Debt stands at Rs 95,000 cr; no compensation from Govt as of now
Come November and Indian Oil Corporation Ltd (IndianOil) fears its borrowing may cross Rs 1 lakh-crore, with no compensation from the Government as of now.
P. K. Goyal, Director (Finance), IndianOil, said: “as on date, our borrowings stand at Rs 95,000 crore, and we fear it will cross a lakh crore mark in November if the current trend continues.”
Stating that there was a limit to which a company could borrow, Goyal told Business Line that if this situation continues, it would be difficult to raise money and finance crude oil purchases.
In October last year, IndianOil got shareholders’ nod to raise its borrowing limit by Rs 30,000 crore to Rs 110,000 crore, as it became increasingly reliant on debt (because of Government policies) to meet even its day-to-day expenses.

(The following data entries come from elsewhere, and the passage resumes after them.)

//! Log entry framing.
//!
//! Each entry is a variable-length record:
//!
//! ```text
//! +-----------+---------+----------+----------+------------+-----+-------+
//! | crc32     | kind    | key_size | val_size | expire_at  | key | value |
//! | 4B LE     | varint  | varint   | varint   | varint     | ... | ...   |
//! +-----------+---------+----------+----------+------------+-----+-------+
//! ```
//!
//! The checksum covers everything after itself: the varint header fields,
//! the key, and the value. An all-zero header marks the end of data; the
//! zero-filled tail of a memory-mapped file therefore terminates a scan
//! cleanly instead of tripping the checksum.

use byteorder::{ByteOrder, LittleEndian};
use crc::{Crc, CRC_32_ISCSI};

use crate::encoding::{read_uvarint, write_uvarint};
use crate::error::{Error, Result};

pub const CRC32: Crc<u32> = Crc::<u32>::new(&CRC_32_ISCSI);

/// Largest possible header: checksum + kind + two 32-bit-ish sizes + a
/// 64-bit deadline, all varint-encoded.
pub const MAX_HEADER_SIZE: usize = 4 + 1 + 5 + 5 + 10;

/// Sanity bound on key+value bytes; anything larger is treated as
/// corruption rather than allocated.
pub const MAX_PAYLOAD_SIZE: usize = 1 << 30;

/// Entry kind tag. Zero is reserved for end-of-data detection.
#[derive(Debug, Clone, Copy, PartialEq, Eq)]
pub enum EntryKind {
    Put = 1,
    Delete = 2,
    ListMeta = 3,
}

impl TryFrom<u8> for EntryKind {
    type Error = Error;

    fn try_from(raw: u8) -> Result<Self> {
        match raw {
            1 => Ok(EntryKind::Put),
            2 => Ok(EntryKind::Delete),
            3 => Ok(EntryKind::ListMeta),
            _ => Err(Error::InvalidCrc),
        }
    }
}

/// One framed record in a log file.
#[derive(Debug, Clone, PartialEq)]
pub struct LogEntry {
    pub kind: EntryKind,
    pub key: Vec<u8>,
    pub value: Vec<u8>,
    /// Unix seconds, 0 = none. Recorded for `set_ex`; deadlines are not
    /// evaluated by the engine.
    pub expire_at: u64,
}

impl LogEntry {
    pub fn put(key: Vec<u8>, value: Vec<u8>) -> Self {
        Self {
            kind: EntryKind::Put,
            key,
            value,
            expire_at: 0,
        }
    }

    pub fn delete(key: Vec<u8>) -> Self {
        Self {
            kind: EntryKind::Delete,
            key,
            value: Vec::new(),
            expire_at: 0,
        }
    }

    pub fn list_meta(key: Vec<u8>, value: Vec<u8>) -> Self {
        Self {
            kind: EntryKind::ListMeta,
            key,
            value,
            expire_at: 0,
        }
    }

    /// Serializes the entry, checksum first.
    pub fn encode(&self) -> Vec<u8> {
        let mut buf = Vec::with_capacity(MAX_HEADER_SIZE + self.key.len() + self.value.len());
        buf.extend_from_slice(&[0u8; 4]);
        write_uvarint(&mut buf, self.kind as u64);
        write_uvarint(&mut buf, self.key.len() as u64);
        write_uvarint(&mut buf, self.value.len() as u64);
        write_uvarint(&mut buf, self.expire_at);
        buf.extend_from_slice(&self.key);
        buf.extend_from_slice(&self.value);

        let crc = CRC32.checksum(&buf[4..]);
        LittleEndian::write_u32(&mut buf[..4], crc);
        buf
    }

    /// Size of the entry as `encode` lays it out.
    pub fn encoded_len(&self) -> u64 {
        use crate::encoding::uvarint_len;
        (4 + uvarint_len(self.kind as u64)
            + uvarint_len(self.key.len() as u64)
            + uvarint_len(self.value.len() as u64)
            + uvarint_len(self.expire_at)
            + self.key.len()
            + self.value.len()) as u64
    }
}

/// Decoded header fields plus the header's on-disk length.
#[derive(Debug, Clone, Copy, PartialEq)]
pub(crate) struct Header {
    pub crc: u32,
    pub kind: EntryKind,
    pub key_size: usize,
    pub value_size: usize,
    pub expire_at: u64,
    pub len: usize,
}

/// Parses a header from the start of `buf`, which may be shorter than
/// [`MAX_HEADER_SIZE`] near the end of a file. Returns `EndOfEntry` for a
/// truncated or all-zero header and `InvalidCrc` for garbage.
pub(crate) fn decode_header(buf: &[u8]) -> Result<Header> {
    if buf.len() < 4 {
        return Err(Error::EndOfEntry);
    }
    let crc = LittleEndian::read_u32(&buf[..4]);

    let mut pos = 4;
    let mut fields = [0u64; 4];
    for field in fields.iter_mut() {
        match read_uvarint(&buf[pos..]) {
            Some((v, n)) => {
                *field = v;
                pos += n;
            }
            // A varint cut off by the end of the buffer is a truncated
            // trailing entry; one that overflows inside a full buffer is
            // corruption.
            None if buf.len() - pos < 10 => return Err(Error::EndOfEntry),
            None => return Err(Error::InvalidCrc),
        }
    }

    let [kind_raw, key_size, value_size, expire_at] = fields;
    if crc == 0 && kind_raw == 0 && key_size == 0 && value_size == 0 {
        return Err(Error::EndOfEntry);
    }
    if kind_raw > u8::MAX as u64 {
        return Err(Error::InvalidCrc);
    }
    if key_size as usize > MAX_PAYLOAD_SIZE || value_size as usize > MAX_PAYLOAD_SIZE {
        return Err(Error::InvalidCrc);
    }

    Ok(Header {
        crc,
        kind: EntryKind::try_from(kind_raw as u8)?,
        key_size: key_size as usize,
        value_size: value_size as usize,
        expire_at,
        len: pos,
    })
}

#[cfg(test)]
mod tests {
    use super::*;

    #[test]
    fn test_encode_decode_header() {
        let entry = LogEntry::put(b"key".to_vec(), b"value".to_vec());
        let buf = entry.encode();
        assert_eq!(buf.len() as u64, entry.encoded_len());

        let header = decode_header(&buf).unwrap();
        assert_eq!(header.kind, EntryKind::Put);
        assert_eq!(header.key_size, 3);
        assert_eq!(header.value_size, 5);
        assert_eq!(header.expire_at, 0);
        assert_eq!(header.len + header.key_size + header.value_size, buf.len());
        assert_eq!(header.crc, CRC32.checksum(&buf[4..]));
    }

    #[test]
    fn test_zero_header_is_end_of_data() {
        let zeros = [0u8; MAX_HEADER_SIZE];
        assert_eq!(decode_header(&zeros), Err(Error::EndOfEntry));
    }

    #[test]
    fn test_truncated_header_is_end_of_data() {
        let entry = LogEntry::put(b"key".to_vec(), b"value".to_vec());
        let buf = entry.encode();
        assert_eq!(decode_header(&buf[..3]), Err(Error::EndOfEntry));
        assert_eq!(decode_header(&buf[..5]), Err(Error::EndOfEntry));
    }

    #[test]
    fn test_delete_and_meta_kinds() {
        let tomb = LogEntry::delete(b"gone".to_vec());
        let header = decode_header(&tomb.encode()).unwrap();
        assert_eq!(header.kind, EntryKind::Delete);
        assert_eq!(header.value_size, 0);

        let meta = LogEntry::list_meta(b"queue".to_vec(), vec![0; 8]);
        let header = decode_header(&meta.encode()).unwrap();
        assert_eq!(header.kind, EntryKind::ListMeta);
    }

    #[test]
    fn test_expire_at_roundtrip() {
        let mut entry = LogEntry::put(b"k".to_vec(), b"v".to_vec());
        entry.expire_at = 1_900_000_000;
        let buf = entry.encode();
        let header = decode_header(&buf).unwrap();
        assert_eq!(header.expire_at, 1_900_000_000);
    }

    #[test]
    fn test_unknown_kind_is_corruption() {
        let mut entry = LogEntry::put(b"k".to_vec(), b"v".to_vec());
        entry.kind = EntryKind::Put;
        let mut buf = entry.encode();
        buf[4] = 9; // clobber the kind tag
        assert_eq!(decode_header(&buf), Err(Error::InvalidCrc));
    }
}
use fxhash::FxHashMap;

use super::ValueLocator;

/// Deterministic 64-bit member hash. Members are keyed by hash so the
/// index stays small with large members; readers verify the actual member
/// bytes against the log entry before trusting a match.
pub fn member_hash(member: &[u8]) -> u64 {
    fxhash::hash64(member)
}

/// Set index: user key to a member-hash map.
#[derive(Debug, Default)]
pub struct SetIndex {
    pub keys: FxHashMap<Vec<u8>, FxHashMap<u64, ValueLocator>>,
}

impl SetIndex {
    pub fn get(&self, key: &[u8], hash: u64) -> Option<&ValueLocator> {
        self.keys.get(key)?.get(&hash)
    }

    pub fn put(&mut self, key: &[u8], hash: u64, loc: ValueLocator) -> Option<ValueLocator> {
        self.keys.entry(key.to_vec()).or_default().insert(hash, loc)
    }

    /// Removes a member, dropping the key once it is empty.
    pub fn remove(&mut self, key: &[u8], hash: u64) -> Option<ValueLocator> {
        let members = self.keys.get_mut(key)?;
        let old = members.remove(&hash);
        if members.is_empty() {
            self.keys.remove(key);
        }
        old
    }

    pub fn card(&self, key: &[u8]) -> usize {
        self.keys.get(key).map_or(0, |members| members.len())
    }
}

#[cfg(test)]
mod tests {
    use super::*;

    #[test]
    fn test_member_hash_deterministic() {
        assert_eq!(member_hash(b"alice"), member_hash(b"alice"));
        assert_ne!(member_hash(b"alice"), member_hash(b"bob"));
    }

    #[test]
    fn test_put_remove_card() {
        let mut index = SetIndex::default();
        let h1 = member_hash(b"one");
        let h2 = member_hash(b"two");

        index.put(b"s", h1, ValueLocator::new(1, 0, 12));
        index.put(b"s", h2, ValueLocator::new(1, 12, 12));
        assert_eq!(index.card(b"s"), 2);
        assert!(index.get(b"s", h1).is_some());

        assert!(index.remove(b"s", h1).is_some());
        assert!(index.remove(b"s", h1).is_none());
        assert!(index.remove(b"s", h2).is_some());
        assert_eq!(index.card(b"s"), 0);
        assert!(!index.keys.contains_key(b"s".as_slice()));
    }
}
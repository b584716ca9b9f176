use std::{
    fs,
    path::{Path, PathBuf},
    process::Command,
};

use anyhow::{Context, Ok, Result};
use insta_cmd::get_cargo_bin;
use tempfile::TempDir;

mod check;
mod init;

const BIN_NAME: &str = "todox";

pub struct CliTest {
    _temp_dir: TempDir,
    project_dir: PathBuf,
}

impl CliTest {
    pub fn new() -> Result<Self> {
        let temp_dir = TempDir::new()?;
        let project_dir = temp_dir.path().canonicalize()?;
        // Stop config lookup at the project root.
        fs::create_dir(project_dir.join(".git"))?;
        Ok(Self {
            _temp_dir: temp_dir,
            project_dir,
        })
    }

    pub fn with_file(path: &str, content: &str) -> Result<Self> {
        let test = Self::new()?;
        test.write_file(path, content)?;
        Ok(test)
    }

    pub fn write_file(&self, path: &str, content: &str) -> Result<()> {
        let file_path = self.project_dir.join(path);

        if let Some(parent) = file_path.parent() {
            fs::create_dir_all(parent)
                .with_context(|| format!("Failed to create directory:{}", parent.display()))?;
        }

        fs::write(&file_path, content)
            .with_context(|| format!("Failed to write file: {}", file_path.display()))?;

        Ok(())
    }

    pub fn root(&self) -> &Path {
        &self.project_dir
    }

    pub fn command(&self) -> Command {
        let mut cmd = Command::new(get_cargo_bin(BIN_NAME));
        cmd.current_dir(&self.project_dir);
        cmd.env_clear();
        cmd.env("NO_COLOR", "1"); // Disable colors for consistent test output
        cmd
    }

    pub fn check_command(&self) -> Command {
        let mut cmd = self.command();
        cmd.arg("check");
        cmd
    }

    pub fn read_file(&self, path: &str) -> Result<String> {
        let file_path = self.project_dir.join(path);
        fs::read_to_string(&file_path)
            .with_context(|| format!("Failed to read file: {}", file_path.display()))
    }
}
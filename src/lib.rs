//! Todox - comment marker checker for JavaScript and TypeScript
//!
//! Todox is a CLI tool and library that finds comment lines starting with
//! markers such as `TODO`, `BUG` or `FIXME`, or, in format mode, checks those
//! lines against per-keyword regular expressions.
//!
//! ## Module Structure
//!
//! - `cli`: Command-line interface layer (commands and report printing)
//! - `config`: Configuration file loading and parsing
//! - `core`: Comment model, line matcher, scanner and the swc front-end
//! - `issues`: Issue type definitions and reporting
//! - `utils`: Shared utility functions

pub mod cli;
pub mod config;
pub mod core;
pub mod issues;
pub mod utils;
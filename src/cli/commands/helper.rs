use super::{CommandResult, CommandSummary};
use crate::issues::{Issue, Severity, compare_issues};

pub fn finish(
    summary: CommandSummary,
    mut issues: Vec<Issue>,
    source_files_checked: usize,
) -> CommandResult {
    issues.sort_by(compare_issues);

    let parse_error_count = issues
        .iter()
        .filter(|i| matches!(i, Issue::ParseError(_)))
        .count();

    let error_count = issues
        .iter()
        .filter(|i| i.severity() == Severity::Error)
        .count();

    let warning_count = issues
        .iter()
        .filter(|i| i.severity() == Severity::Warning)
        .count();

    CommandResult {
        summary,
        error_count,
        warning_count,
        issues,
        parse_error_count,
        source_files_checked,
    }
}
use std::{fs, path::Path};

use anyhow::{Context, Result};

use super::{CommandResult, CommandSummary, InitSummary};
use crate::config::{CONFIG_FILE_NAME, default_config_json};

pub fn init() -> Result<CommandResult> {
    let config_path = Path::new(CONFIG_FILE_NAME);

    let created = if config_path.exists() {
        false
    } else {
        fs::write(config_path, default_config_json()?)
            .with_context(|| format!("Failed to write {}", CONFIG_FILE_NAME))?;
        true
    };

    Ok(CommandResult {
        summary: CommandSummary::Init(InitSummary { created }),
        error_count: usize::from(!created),
        warning_count: 0,
        issues: Vec::new(),
        parse_error_count: 0,
        source_files_checked: 0,
    })
}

The company increased its borrowing limit from Rs 80,000 crore to Rs 110,000 crore.
IndianOil, Bharat Petroleum Corporation and Hindustan Petroleum Corporation, incur losses for selling petroleum products at Government-regulated prices.
For the first two quarters of the current fiscal, total losses incurred by these companies was close to Rs 85,000 crore, of which, about Rs 30,000 crore will be compensated by the upstream companies, and Rs 55,000 crore is expected from the Government.
While the upstream companies — ONGC, Oil India, and GAIL (India) — have already borne the subsidy burden of Rs 14,000 crore in the first quarter and a similar amount is expected for the second quarter, compensation from the Government is unlikely to flow in before November-end/December.
Meanwhile, the Finance Ministry has issued letters to all Ministries seeking cash in the first supplementary demand for grants, which is expected in the forthcoming winter session of Parliament.
The companies currently lose Rs 9.82 on sales of every litre of diesel, Rs 33.93 a litre on PDS kerosene and Rs 468 per 14.2-kg domestic LPG cylinder.